No I'm not shifting the goal posts, you did by suggesting that RADIZ groups be used and forgot to mention that there are minimum requirements in order to make that work.
The problem you referred to, from the outset, occurs with many drives.
There are very well known issues with ZFS and RAIDZ performance and that overcoming them isn't trivial because it requires specific configurations to get around them with. RAIDZ just isn't suitable for small disk configurations, such as those most people here will use.
For someone claiming
very well known issues with ZFS and RAIDZ performance, why did you forget to mention that this RAIDZ performance problem is one of IOPS, not bandwidth? In the case of large files and sequential reads or writes, RAIDZ parallelizes available bandwidth very well. I do not consider Raw/DNG or working PSD/TIFFs for most photographers to be small files. JPEGs might be, it depends.
Do you suppose scaling out IOPS is important for a photographer?
Do you likewise disqualify RAID 5? If not, why not?
So what?
What's the advantage of this enclosure over sticking disks inside the desktop computer, which would invariably provide better striping performance? By a lot. And would be cheaper.
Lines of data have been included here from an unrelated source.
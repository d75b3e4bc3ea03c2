//! Deterministic cache keys.
//!
//! Fingerprints are `blake3` digests over a length-prefixed encoding, so
//! field boundaries can never blur (`"ab" + "c"` differs from `"a" + "bc"`).

use std::fmt;

use blake3::Hasher;

use crate::policy::property::{FilterType, Operator, PropertyFilter, Restrict};

/// A 256-bit cache key derived from the semantically relevant parts of a
/// query or extension request.
#[derive(Clone, Copy, PartialEq, Eq, Hash, PartialOrd, Ord)]
pub struct QueryFingerprint([u8; 32]);

impl QueryFingerprint {
    /// Raw digest bytes.
    #[must_use]
    pub const fn as_bytes(&self) -> &[u8; 32] {
        &self.0
    }

    /// Short prefix for log lines.
    #[must_use]
    pub fn short(&self) -> String {
        self.to_string()[..12].to_string()
    }
}

impl fmt::Display for QueryFingerprint {
    fn fmt(&self, f: &mut fmt::Formatter<'_>) -> fmt::Result {
        for b in &self.0 {
            write!(f, "{b:02x}")?;
        }
        Ok(())
    }
}

impl fmt::Debug for QueryFingerprint {
    fn fmt(&self, f: &mut fmt::Formatter<'_>) -> fmt::Result {
        write!(f, "QueryFingerprint({})", self.short())
    }
}

/// Incremental fingerprint encoder.
pub(crate) struct FingerprintBuilder {
    hasher: Hasher,
}

impl FingerprintBuilder {
    /// Starts a fingerprint in a domain, so keys of different kinds never collide.
    pub(crate) fn new(domain: &str) -> Self {
        let mut b = Self {
            hasher: Hasher::new(),
        };
        b.str(domain);
        b
    }

    pub(crate) fn tag(&mut self, tag: u8) {
        self.hasher.update(&[tag]);
    }

    pub(crate) fn u64(&mut self, v: u64) {
        self.hasher.update(&v.to_le_bytes());
    }

    pub(crate) fn str(&mut self, s: &str) {
        self.u64(s.len() as u64);
        self.hasher.update(s.as_bytes());
    }

    pub(crate) fn opt_str(&mut self, s: Option<&str>) {
        match s {
            Some(s) => {
                self.tag(1);
                self.str(s);
            }
            None => self.tag(0),
        }
    }

    pub(crate) fn filter(&mut self, f: &PropertyFilter) {
        self.tag(match f.filter_type {
            FilterType::ExactMatch => 0,
            FilterType::Similarity => 1,
        });
        self.tag(match f.operator {
            Operator::Gt => 0,
            Operator::Eq => 1,
            Operator::Lt => 2,
        });
        self.u64(f.threshold.to_bits());
        self.tag(match f.restrict {
            Restrict::Soft => 0,
            Restrict::Hard => 1,
        });
    }

    pub(crate) fn finish(self) -> QueryFingerprint {
        QueryFingerprint(*self.hasher.finalize().as_bytes())
    }
}

#[cfg(test)]
mod tests {
    use super::*;

    fn of(parts: &[&str]) -> QueryFingerprint {
        let mut b = FingerprintBuilder::new("test");
        for p in parts {
            b.str(p);
        }
        b.finish()
    }

    #[test]
    fn fingerprint_is_deterministic() {
        assert_eq!(of(&["a", "b"]), of(&["a", "b"]));
    }

    #[test]
    fn field_boundaries_are_preserved() {
        assert_ne!(of(&["ab", "c"]), of(&["a", "bc"]));
    }

    #[test]
    fn domains_are_separated() {
        let a = FingerprintBuilder::new("query").finish();
        let b = FingerprintBuilder::new("extend").finish();
        assert_ne!(a, b);
    }

    #[test]
    fn display_is_lowercase_hex() {
        let fp = of(&["x"]);
        let s = fp.to_string();
        assert_eq!(s.len(), 64);
        assert!(s.chars().all(|c| c.is_ascii_hexdigit() && !c.is_ascii_uppercase()));
        assert_eq!(fp.short().len(), 12);
    }
}
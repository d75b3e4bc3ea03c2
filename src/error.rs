//! Error types for the reconciliation engine.
//!
//! All errors are strongly typed using thiserror. Backend failures carry
//! their transient/permanent classification so the cache can pick the right
//! negative TTL, and the dispatcher can decide how loudly to log.

use thiserror::Error;

/// Errors raised by a [`BackendAdapter`](crate::backend::BackendAdapter).
#[derive(Debug, Clone, PartialEq, Eq, Error)]
#[allow(missing_docs)]
pub enum BackendError {
    /// Network, timeout or overload failure. Safe to retry later.
    #[error("Transient backend error: {message}")]
    Transient {
        message: String,
    },

    /// Malformed query or unsupported feature. Retrying will not help.
    #[error("Permanent backend error: {message}")]
    Permanent {
        message: String,
    },

    /// The adapter observed a cancellation signal and gave up.
    #[error("Backend call cancelled")]
    Cancelled,

    /// The adapter does not provide the requested capability.
    #[error("{capability} not implemented for {backend} backend")]
    NotImplemented {
        capability: String,
        backend: String,
    },
}

impl BackendError {
    /// Creates a transient error.
    #[must_use]
    pub fn transient(message: impl Into<String>) -> Self {
        Self::Transient {
            message: message.into(),
        }
    }

    /// Creates a permanent error.
    #[must_use]
    pub fn permanent(message: impl Into<String>) -> Self {
        Self::Permanent {
            message: message.into(),
        }
    }

    /// Creates a not-implemented error for an optional capability.
    #[must_use]
    pub fn not_implemented(capability: impl Into<String>, backend: impl Into<String>) -> Self {
        Self::NotImplemented {
            capability: capability.into(),
            backend: backend.into(),
        }
    }

    /// Returns true if a later retry may succeed.
    #[must_use]
    pub const fn is_transient(&self) -> bool {
        matches!(self, Self::Transient { .. } | Self::Cancelled)
    }

    /// Cache classification of this failure.
    #[must_use]
    pub const fn failure_kind(&self) -> FailureKind {
        if self.is_transient() {
            FailureKind::Transient
        } else {
            FailureKind::Permanent
        }
    }
}

/// How a failed computation is remembered by the cache.
#[derive(Debug, Clone, Copy, PartialEq, Eq, Hash)]
pub enum FailureKind {
    /// Kept for the short negative TTL.
    Transient,
    /// Kept for the regular TTL.
    Permanent,
}

/// Validation errors for queries, requests and configuration.
#[derive(Debug, Error)]
#[allow(missing_docs)]
pub enum ValidationError {
    #[error("Required field '{field}' is missing")]
    MissingField {
        field: String,
    },

    #[error("Invalid value for '{field}': {reason}")]
    InvalidField {
        field: String,
        reason: String,
    },

    #[error("Batch key cannot be empty")]
    EmptyBatchKey,

    #[error("Duplicate batch key '{key}'")]
    DuplicateBatchKey {
        key: String,
    },

    #[error("Invalid configuration: {reason}")]
    InvalidConfig {
        reason: String,
    },

    #[error("Malformed request JSON: {reason}")]
    MalformedRequest {
        reason: String,
    },
}

/// Errors from the dispatcher machinery itself (never from a backend).
#[derive(Debug, Error)]
#[allow(missing_docs)]
pub enum DispatchError {
    #[error("Worker pool queue is full (capacity {capacity})")]
    QueueFull {
        capacity: usize,
    },

    #[error("Dispatcher has been shut down")]
    Shutdown,

    #[error("Failed to spawn worker thread: {message}")]
    Spawn {
        message: String,
    },
}

/// Top-level error type for the crate.
#[derive(Debug, Error)]
#[allow(missing_docs)]
pub enum ReconcileError {
    #[error("Validation error: {0}")]
    Validation(#[from] ValidationError),

    #[error("Dispatch error: {0}")]
    Dispatch(#[from] DispatchError),

    #[error("Backend error: {0}")]
    Backend(#[from] BackendError),

    #[error("Internal error: {message}")]
    Internal {
        message: String,
    },
}

impl ReconcileError {
    /// Creates an internal error.
    #[must_use]
    pub fn internal(message: impl Into<String>) -> Self {
        Self::Internal {
            message: message.into(),
        }
    }

    /// Returns true if this is a validation error.
    #[must_use]
    pub const fn is_validation(&self) -> bool {
        matches!(self, Self::Validation(_))
    }

    /// Returns true if this is a dispatch error.
    #[must_use]
    pub const fn is_dispatch(&self) -> bool {
        matches!(self, Self::Dispatch(_))
    }

    /// Returns true if this is a backend error.
    #[must_use]
    pub const fn is_backend(&self) -> bool {
        matches!(self, Self::Backend(_))
    }

    /// Returns true if this error is retryable.
    #[must_use]
    pub const fn is_retryable(&self) -> bool {
        match self {
            Self::Validation(_) | Self::Internal { .. } => false,
            Self::Dispatch(e) => matches!(e, DispatchError::QueueFull { .. }),
            Self::Backend(e) => e.is_transient(),
        }
    }
}

/// Result type alias for crate operations.
pub type ReconcileResult<T> = Result<T, ReconcileError>;
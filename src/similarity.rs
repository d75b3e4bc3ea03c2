//! Label similarity scoring.
//!
//! Scorers are pure and deterministic. They compare strings exactly as given:
//! case folding and whitespace cleanup are the caller's job (see
//! [`normalize_label`]) so two backends that normalize differently do so
//! visibly, not through a hidden default in the scorer.

/// Computes a similarity in `[0.0, 1.0]` between two labels.
pub trait SimilarityScorer: Send + Sync {
    /// Similarity between `a` and `b`. Must be deterministic.
    fn score(&self, a: &str, b: &str) -> f64;
}

/// Jaro-Winkler similarity, the measure used by the label-matching backends.
#[derive(Debug, Clone, Copy, PartialEq)]
pub struct JaroWinkler {
    /// Weight given to a shared prefix. Must be at most 0.25.
    pub prefix_scale: f64,
    /// Maximum prefix length that earns the bonus.
    pub max_prefix: usize,
}

impl Default for JaroWinkler {
    fn default() -> Self {
        Self {
            prefix_scale: 0.1,
            max_prefix: 4,
        }
    }
}

impl SimilarityScorer for JaroWinkler {
    fn score(&self, a: &str, b: &str) -> f64 {
        let jaro = jaro(a, b);
        if jaro <= 0.0 {
            return 0.0;
        }

        let prefix = a
            .chars()
            .zip(b.chars())
            .take(self.max_prefix)
            .take_while(|(x, y)| x == y)
            .count();

        #[allow(clippy::cast_precision_loss)]
        let bonus = prefix as f64 * self.prefix_scale.clamp(0.0, 0.25) * (1.0 - jaro);
        (jaro + bonus).clamp(0.0, 1.0)
    }
}

/// Exact string equality: 1.0 or 0.0.
#[derive(Debug, Default, Clone, Copy)]
pub struct ExactScorer;

impl SimilarityScorer for ExactScorer {
    fn score(&self, a: &str, b: &str) -> f64 {
        if a == b {
            1.0
        } else {
            0.0
        }
    }
}

/// Plain Jaro similarity over Unicode scalar values.
///
/// Two empty strings are identical (1.0); one empty string scores 0.0.
#[must_use]
pub fn jaro(a: &str, b: &str) -> f64 {
    let a: Vec<char> = a.chars().collect();
    let b: Vec<char> = b.chars().collect();

    if a.is_empty() && b.is_empty() {
        return 1.0;
    }
    if a.is_empty() || b.is_empty() {
        return 0.0;
    }
    if a == b {
        return 1.0;
    }

    let window = (a.len().max(b.len()) / 2).saturating_sub(1);

    let mut a_matched = vec![false; a.len()];
    let mut b_matched = vec![false; b.len()];
    let mut matches = 0usize;

    for (i, ca) in a.iter().enumerate() {
        let lo = i.saturating_sub(window);
        let hi = (i + window + 1).min(b.len());
        for j in lo..hi {
            if !b_matched[j] && b[j] == *ca {
                a_matched[i] = true;
                b_matched[j] = true;
                matches += 1;
                break;
            }
        }
    }

    if matches == 0 {
        return 0.0;
    }

    let mut transpositions = 0usize;
    let mut k = 0usize;
    for (i, ca) in a.iter().enumerate() {
        if !a_matched[i] {
            continue;
        }
        while !b_matched[k] {
            k += 1;
        }
        if *ca != b[k] {
            transpositions += 1;
        }
        k += 1;
    }

    #[allow(clippy::cast_precision_loss)]
    let (m, t, la, lb) = (
        matches as f64,
        (transpositions / 2) as f64,
        a.len() as f64,
        b.len() as f64,
    );
    ((m / la) + (m / lb) + ((m - t) / m)) / 3.0
}

/// Lowercases, trims and collapses internal whitespace.
#[must_use]
pub fn normalize_label(s: &str) -> String {
    s.split_whitespace()
        .map(str::to_lowercase)
        .collect::<Vec<_>>()
        .join(" ")
}

#[cfg(test)]
mod tests {
    use super::*;

    fn approx(a: f64, b: f64) -> bool {
        (a - b).abs() < 1e-3
    }

    #[test]
    fn jaro_known_values() {
        assert!(approx(jaro("MARTHA", "MARHTA"), 0.944));
        assert!(approx(jaro("DIXON", "DICKSONX"), 0.767));
        assert!(approx(jaro("abc", "xyz"), 0.0));
    }

    #[test]
    fn jaro_winkler_known_values() {
        let jw = JaroWinkler::default();
        assert!(approx(jw.score("MARTHA", "MARHTA"), 0.961));
        assert!(approx(jw.score("DIXON", "DICKSONX"), 0.813));
        assert!(approx(jw.score("DWAYNE", "DUANE"), 0.84));
    }

    #[test]
    fn identical_labels_score_one() {
        let jw = JaroWinkler::default();
        assert_eq!(jw.score("Berlin", "Berlin"), 1.0);
    }

    #[test]
    fn empty_strings_have_defined_scores() {
        let jw = JaroWinkler::default();
        assert_eq!(jw.score("", ""), 1.0);
        assert_eq!(jw.score("", "x"), 0.0);
        assert_eq!(jw.score("x", ""), 0.0);
    }

    #[test]
    fn scorer_is_case_sensitive() {
        let jw = JaroWinkler::default();
        assert!(jw.score("berlin", "BERLIN") < 1.0);
        assert_eq!(
            jw.score(&normalize_label("berlin"), &normalize_label("BERLIN")),
            1.0
        );
    }

    #[test]
    fn normalize_collapses_whitespace() {
        assert_eq!(normalize_label("  New   York\tCity "), "new york city");
        assert_eq!(normalize_label(""), "");
    }

    #[test]
    fn exact_scorer() {
        assert_eq!(ExactScorer.score("a", "a"), 1.0);
        assert_eq!(ExactScorer.score("a", "A"), 0.0);
    }

    mod props {
        use super::super::*;
        use proptest::prelude::*;

        proptest! {
            #[test]
            fn jaro_winkler_stays_in_unit_range(a in ".{0,24}", b in ".{0,24}") {
                let s = JaroWinkler::default().score(&a, &b);
                prop_assert!((0.0..=1.0).contains(&s));
            }

            #[test]
            fn jaro_winkler_of_self_is_one(a in ".{0,24}") {
                prop_assert_eq!(JaroWinkler::default().score(&a, &a), 1.0);
            }
        }
    }
}
#[cfg(test)]
mod tests {
    use super::*;
    use crate::backend::{InMemoryBackend, Record};
    use crate::error::{DispatchError, ReconcileError};
    use crate::extend::Cell;
    use crate::query::TypeRef;

    fn backend() -> Arc<InMemoryBackend> {
        Arc::new(InMemoryBackend::new("test").with_records([
            Record::new("1", "Alice")
                .typed(TypeRef::new("Person"))
                .property("born", Cell::Int(1990)),
            Record::new("2", "Bob").typed(TypeRef::new("Person")),
        ]))
    }

    fn dispatcher(backend: &Arc<InMemoryBackend>) -> QueryDispatcher {
        let config = DispatcherConfig {
            batch_timeout: Duration::from_secs(5),
            ..DispatcherConfig::default()
        };
        QueryDispatcher::new(Arc::clone(backend) as Arc<dyn BackendAdapter>, config).unwrap()
    }

    #[test]
    fn resolves_batch_and_marks_exact_match() {
        let backend = backend();
        let d = dispatcher(&backend);
        let batch = Batch::from_pairs([("q0", Query::text("Alice")), ("q1", Query::text("Bob"))]).unwrap();

        let result = d.dispatch(batch).unwrap();
        assert_eq!(result.len(), 2);
        let alice = result.get("q0").unwrap();
        assert_eq!(alice[0].id, "1");
        assert!(alice[0].is_match);
        assert!(result.failed_keys().is_empty());
        assert_eq!(result.stats().submitted, 2);
    }

    #[test]
    fn identical_queries_in_one_batch_share_a_backend_call() {
        let backend = backend();
        // Keep the first call in flight while the second key is looked up.
        backend.set_latency(Duration::from_millis(50));
        let d = dispatcher(&backend);
        let batch = Batch::from_pairs([("a", Query::text("Alice")), ("b", Query::text("Alice"))]).unwrap();

        let result = d.dispatch(batch).unwrap();
        assert_eq!(result.get("a"), result.get("b"));
        assert_eq!(backend.resolve_calls(), 1);
        assert_eq!(result.stats().coalesced, 1);
    }

    #[test]
    fn repeated_batch_is_served_from_cache() {
        let backend = backend();
        let d = dispatcher(&backend);
        let first = d.resolve_one(Query::text("Alice")).unwrap();
        let second = d.resolve_one(Query::text("Alice")).unwrap();
        assert_eq!(first, second);
        assert_eq!(backend.resolve_calls(), 1);
        assert_eq!(d.cache_stats().hits, 1);
    }

    #[test]
    fn failing_key_degrades_to_empty_list() {
        let backend = backend();
        backend.fail_on("Bob", BackendError::permanent("bad"));
        let d = dispatcher(&backend);
        let batch = Batch::from_pairs([("q0", Query::text("Alice")), ("q1", Query::text("Bob"))]).unwrap();

        let result = d.dispatch(batch).unwrap();
        assert!(!result.get("q0").unwrap().is_empty());
        assert!(result.get("q1").unwrap().is_empty());
        assert_eq!(result.failed_keys(), ["q1".to_string()]);
        assert!(!result.timed_out());
    }

    #[test]
    fn shut_down_dispatcher_rejects_batches() {
        let backend = backend();
        let mut d = dispatcher(&backend);
        d.shutdown();
        let err = d.dispatch(Batch::new()).unwrap_err();
        assert!(matches!(err, ReconcileError::Dispatch(DispatchError::Shutdown)));
        d.shutdown();
    }

    #[test]
    fn empty_batch_is_empty_result() {
        let backend = backend();
        let d = dispatcher(&backend);
        assert!(d.dispatch(Batch::new()).unwrap().is_empty());
    }

    #[test]
    fn invalid_config_is_rejected() {
        let mut config = DispatcherConfig::default();
        config.pool.workers = 0;
        let err = QueryDispatcher::new(backend() as Arc<dyn BackendAdapter>, config).unwrap_err();
        assert!(err.is_validation());
    }

    #[test]
    fn extend_fills_rows_and_falls_back_on_metadata() {
        let backend = backend();
        let d = dispatcher(&backend);
        let response = d
            .extend(ExtensionRequest {
                ids: vec!["1".to_string(), "missing".to_string(), "1".to_string()],
                properties: vec![PropertyRequest::new("born")],
            })
            .unwrap();

        assert_eq!(response.meta, vec![ColumnMetadata::bare("born")]);
        assert_eq!(response.rows.len(), 2);
        assert_eq!(response.rows["1"]["born"], vec![Cell::Int(1990)]);
        assert!(response.rows["missing"]["born"].is_empty());
        assert_eq!(backend.extend_calls(), 2);
    }

    #[test]
    fn repeated_extension_is_served_from_cache() {
        let backend = backend();
        let d = dispatcher(&backend);
        let request = ExtensionRequest {
            ids: vec!["1".to_string()],
            properties: vec![PropertyRequest::new("born")],
        };

        let first = d.extend(request.clone()).unwrap();
        let second = d.extend(request).unwrap();

        assert_eq!(first, second);
        assert_eq!(backend.extend_calls(), 1);
        assert_eq!(d.extension_cache_stats().hits, 1);
    }

    #[test]
    fn slow_extension_is_cancelled_at_the_deadline() {
        let backend = backend();
        backend.set_latency(Duration::from_secs(10));
        let mut config = DispatcherConfig {
            batch_timeout: Duration::from_millis(100),
            ..DispatcherConfig::default()
        };
        config.cache.negative_ttl = Duration::ZERO;
        let d = QueryDispatcher::new(Arc::clone(&backend) as Arc<dyn BackendAdapter>, config).unwrap();
        let request = ExtensionRequest {
            ids: vec!["1".to_string()],
            properties: vec![PropertyRequest::new("born")],
        };

        let started = Instant::now();
        let response = d.extend(request.clone()).unwrap();
        assert!(started.elapsed() < Duration::from_secs(2));
        assert!(response.rows["1"]["born"].is_empty());

        // The cancelled row was not cached, so a retry calls the backend again.
        backend.set_latency(Duration::ZERO);
        let retry = d.extend(request).unwrap();
        assert_eq!(retry.rows["1"]["born"], vec![Cell::Int(1990)]);
        assert_eq!(backend.extend_calls(), 2);
    }

    #[test]
    fn extend_rejects_empty_ids() {
        let backend = backend();
        let d = dispatcher(&backend);
        let err = d
            .extend(ExtensionRequest {
                ids: vec![String::new()],
                properties: Vec::new(),
            })
            .unwrap_err();
        assert!(err.is_validation());
    }

    #[test]
    fn propose_properties_passes_through() {
        let backend = backend();
        let d = dispatcher(&backend);
        let proposals = d.propose_properties("Person", 0).unwrap();
        assert_eq!(proposals[0].id, "born");
        assert!(d.propose_properties(" ", 3).unwrap_err().is_validation());
    }
}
Also, the specs are confusing: Is it 15TB, 10TB, or 6TB capacity? Is this built-in or host RAID?
Thus eSATA is perfect because it is the speed of the local disk except to something external.
Whether it's perfect or not depends on the other hardware in the workflow, which we either don't know, or I missed it even though I went back and looked. I think on the one hand this enclosure is overkill on the quantity of storage, but it's bottlenecked by interface. I would consider a different approach, but again it depends on other hardware.
DAS is for performance, it's for hot files. NAS is for availability, it's for cold files.
Hot files are: scratch space, preview/cache files, work-in-progress PSDs and TIFFs.
Cold files are: those pixels that haven't been touched in a month, let alone today.
It really does not make sense spending extra money on fast large DAS for cold files. At least not until we have more reliable file systems that can be both resilient and fast, by pooling (aggregating) those disks together.
So I would bias the budget for DAS to be small, but as fast as practical for the size I need for daily work: hot files.
And I'd bias the budget for NAS to be large, not as fast, but higher availability, for the cold files. Plus I get SMART and UPS monitoring built-in, a more reliable file system, and automated replication features (to either an on-site or off-site duplicate NAS or cloud storage).
I could even have a "sweep" script that moves all fast DAS files to the NAS once or twice a day. And then after 7 days of aging, deletes them off the NAS. This, in case I "forget" to move my hot files to more reliable storage.
Similarly, eSATA is going to be quicker for them to access than any NAS (Network Attached Storage) that's connected to Gigabit ethernet (3Gb/s > 1Gb/s).
GigE NAS comes close to single local disk performance, ~ 90MB/s is reasonable to expect although I've seen them push 110MB/s.